Il s’agit évidemment d’une «  première  ». La CSI n’existait pas lors de votre précédent congrès, à Lille. Sa création, dont la CGT a été un acteur majeur, était un moment historique pour notre mouvement international et un fait marquant de ces trois dernières années, particulièrement riches en événements. En France, je pense aux élections présidentielle et législatives de 2007 avec toutes leurs conséquences ; la poursuite d’une offensive patronale visant à stigmatiser les acquis sociaux.
Au niveau européen, après le référendum où les Français ont rejeté la Constitution, vous avez vécu les élections au Parlement européen d’une manière intense. Mais au niveau mondial, c’est surtout la crise globale, qui a éclaté l’année dernière, qui a marqué la vie des travailleurs et des travailleuses partout dans le monde.
Conséquence de cette crise  : nous avons vu la disparition de près de 60 millions d’emplois  ; une hausse généralisée de l’insécurité au travail ; une diminution des salaires et des conditions de travail de beaucoup trop de vos camarades. Et les perspectives d’avenir, dans la mesure où les gouvernements songent à mettre en œuvre leurs «  stratégies de sortie  » et à assainir les finances publiques, nous promettent encore de nouveaux défis. Etre cohérents avec notre conviction que ce ne sont pas les travailleurs qui doivent payer la note pour les excès, les erreurs, voire la criminalité dont ils ne sont guère responsables, cela veut dire que nous serons appelés à nous opposer aux dérives de ces dernières décennies.
Votre commission exécutive sortante a tout à fait raison quand elle soutient que la crise ne trouve pas sa source uniquement dans un déficit de contrôle et de régulation du capitalisme, mais aussi dans un partage des richesses qui privilégie de façon outrancière le capital au détriment du travail. Est-ce qu’on peut tolérer que la sortie de crise crée de nouvelles inégalités, et aggrave des injustices déjà inacceptables  ?

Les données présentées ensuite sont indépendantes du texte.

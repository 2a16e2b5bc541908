//! SSE delivery of the change feed.
//!
//! Each feed event maps to one SSE event: `update` for a message,
//! `state` for a changed-field snapshot, `complete`/`error` as terminal
//! markers. The stream polls the store at a fixed interval up to the
//! configured wall-clock cap, then ends silently; the client reconnects
//! with its message cursor.

use std::convert::Infallible;
use std::time::Duration;

use axum::extract::{Path, Query, State};
use axum::response::sse::{Event, KeepAlive, Sse};
use futures::stream::{self, Stream, StreamExt};
use serde::Deserialize;
use uuid::Uuid;

use super::AppState;
use crate::core::{ChangeFeed, FeedEvent};

#[derive(Debug, Deserialize)]
pub struct StreamQuery {
    /// Number of messages the client has already seen
    #[serde(default)]
    pub cursor: usize,
}

struct FeedLoop {
    feed: ChangeFeed,
    interval: Duration,
    polls_left: u64,
    first: bool,
    done: bool,
}

/// GET /runs/:id/stream — live run updates as SSE
pub async fn stream_run(
    State(state): State<AppState>,
    Path(run_id): Path<Uuid>,
    Query(query): Query<StreamQuery>,
) -> Sse<impl Stream<Item = Result<Event, Infallible>>> {
    let feed = state.controller.feed(run_id, query.cursor);
    let feed_loop = FeedLoop {
        feed,
        interval: state.feed_config.poll_interval,
        polls_left: state.feed_config.max_polls().max(1),
        first: true,
        done: false,
    };

    let stream = stream::unfold(feed_loop, |mut fl| async move {
        if fl.done || fl.polls_left == 0 {
            return None;
        }
        if !fl.first {
            tokio::time::sleep(fl.interval).await;
        }
        fl.first = false;
        fl.polls_left -= 1;

        let events = match fl.feed.poll().await {
            Ok((events, done)) => {
                fl.done = done;
                events
            }
            Err(err) => {
                fl.done = true;
                vec![FeedEvent::Error {
                    run_id: fl.feed.run_id(),
                    error: err.to_string(),
                }]
            }
        };

        let batch: Vec<Result<Event, Infallible>> =
            events.iter().map(|e| Ok(to_sse_event(e))).collect();
        Some((stream::iter(batch), fl))
    })
    .flatten();

    Sse::new(stream).keep_alive(KeepAlive::default())
}

fn to_sse_event(event: &FeedEvent) -> Event {
    let (name, data) = match event {
        FeedEvent::Update(message) => ("update", serde_json::to_string(message)),
        FeedEvent::State(update) => ("state", serde_json::to_string(update)),
        FeedEvent::Complete { run_id } => (
            "complete",
            serde_json::to_string(&serde_json::json!({
                "run_id": run_id,
                "status": "completed",
            })),
        ),
        FeedEvent::Error { run_id, error } => (
            "error",
            serde_json::to_string(&serde_json::json!({
                "run_id": run_id,
                "error": error,
            })),
        ),
    };

    match data {
        Ok(data) => Event::default().event(name).data(data),
        // Serialization of these types cannot fail in practice; keep the
        // stream alive with an empty payload if it ever does.
        Err(_) => Event::default().event(name).data("{}"),
    }
}
//! REST endpoint handlers.

use axum::{
    extract::{Path, State},
    Json,
};
use serde::{Deserialize, Serialize};
use uuid::Uuid;

use super::error::{ApiError, ApiResult};
use super::AppState;
use crate::core::ResumeRequest;
use crate::domain::RunRecord;

#[derive(Debug, Deserialize)]
pub struct CreateRunRequest {
    pub date_label: String,
}

#[derive(Debug, Serialize)]
pub struct CreateRunResponse {
    pub run_id: Uuid,
}

/// POST /runs — create a run and start its pipeline
pub async fn create_run(
    State(state): State<AppState>,
    Json(request): Json<CreateRunRequest>,
) -> ApiResult<Json<CreateRunResponse>> {
    if request.date_label.trim().is_empty() {
        return Err(ApiError::BadRequest("date_label must not be empty".to_string()));
    }

    let run_id = state.controller.create_run(request.date_label).await?;
    Ok(Json(CreateRunResponse { run_id }))
}

/// GET /runs/:id — current record
pub async fn get_run(
    State(state): State<AppState>,
    Path(run_id): Path<Uuid>,
) -> ApiResult<Json<RunRecord>> {
    let record = state.controller.get_run(run_id).await?;
    Ok(Json(record))
}

#[derive(Debug, Serialize)]
pub struct ResumeResponse {
    pub status: &'static str,
    pub state: RunRecord,
}

/// POST /runs/:id/resume — apply a checkpoint decision
pub async fn resume_run(
    State(state): State<AppState>,
    Path(run_id): Path<Uuid>,
    Json(request): Json<ResumeRequest>,
) -> ApiResult<Json<ResumeResponse>> {
    let outcome = state.controller.resume(run_id, request).await?;
    let status = if outcome.resumed { "resumed" } else { "unchanged" };
    Ok(Json(ResumeResponse {
        status,
        state: outcome.record,
    }))
}

#[derive(Debug, Serialize)]
pub struct HealthResponse {
    pub status: &'static str,
    pub service: &'static str,
}

/// GET /health
pub async fn health() -> Json<HealthResponse> {
    Json(HealthResponse {
        status: "ok",
        service: "curio",
    })
}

Le capital a su abandonner hâtivement l’orthodoxie néolibérale pour sauver sa peau, lorsque les gouvernements ont dépensé sans compter l’argent des contribuables. Alors, qu’il fasse encore un effort.
N’oublions pas que le déséquilibre principal de l’économie mondiale – entre la Chine et les Etats-Unis – a ses racines dans le manque d’acquis sociaux dans ces deux pays. Est-ce que l’Europe va suivre leur exemple  ? Ou, au contraire, va-t-elle finalement comprendre que l’heure est au renforcement des politiques sociales plutôt qu’à leur démantèlement ? (...)
Profitant de la mondialisation, les grandes entreprises ont pu à la fois pratiquer l’évasion fiscale et pousser les politiques de dumping fiscal. Vu la pression qu’elles exercent sur les Etats, ce sont elles les véritables protectionnistes du moment, et non pas ceux qui luttent pour faire respecter les droits fondamentaux des travailleurs.
Il est temps aussi donner corps à une vieille ambition française : une taxe mondiale sur les transactions financières. Pas faisable, selon certains. Dangereuse, selon d’autres. Mais réaliste selon nous, nécessaire et juste. Et tel est le message que nous avons adressé à M. Strauss-Kahn.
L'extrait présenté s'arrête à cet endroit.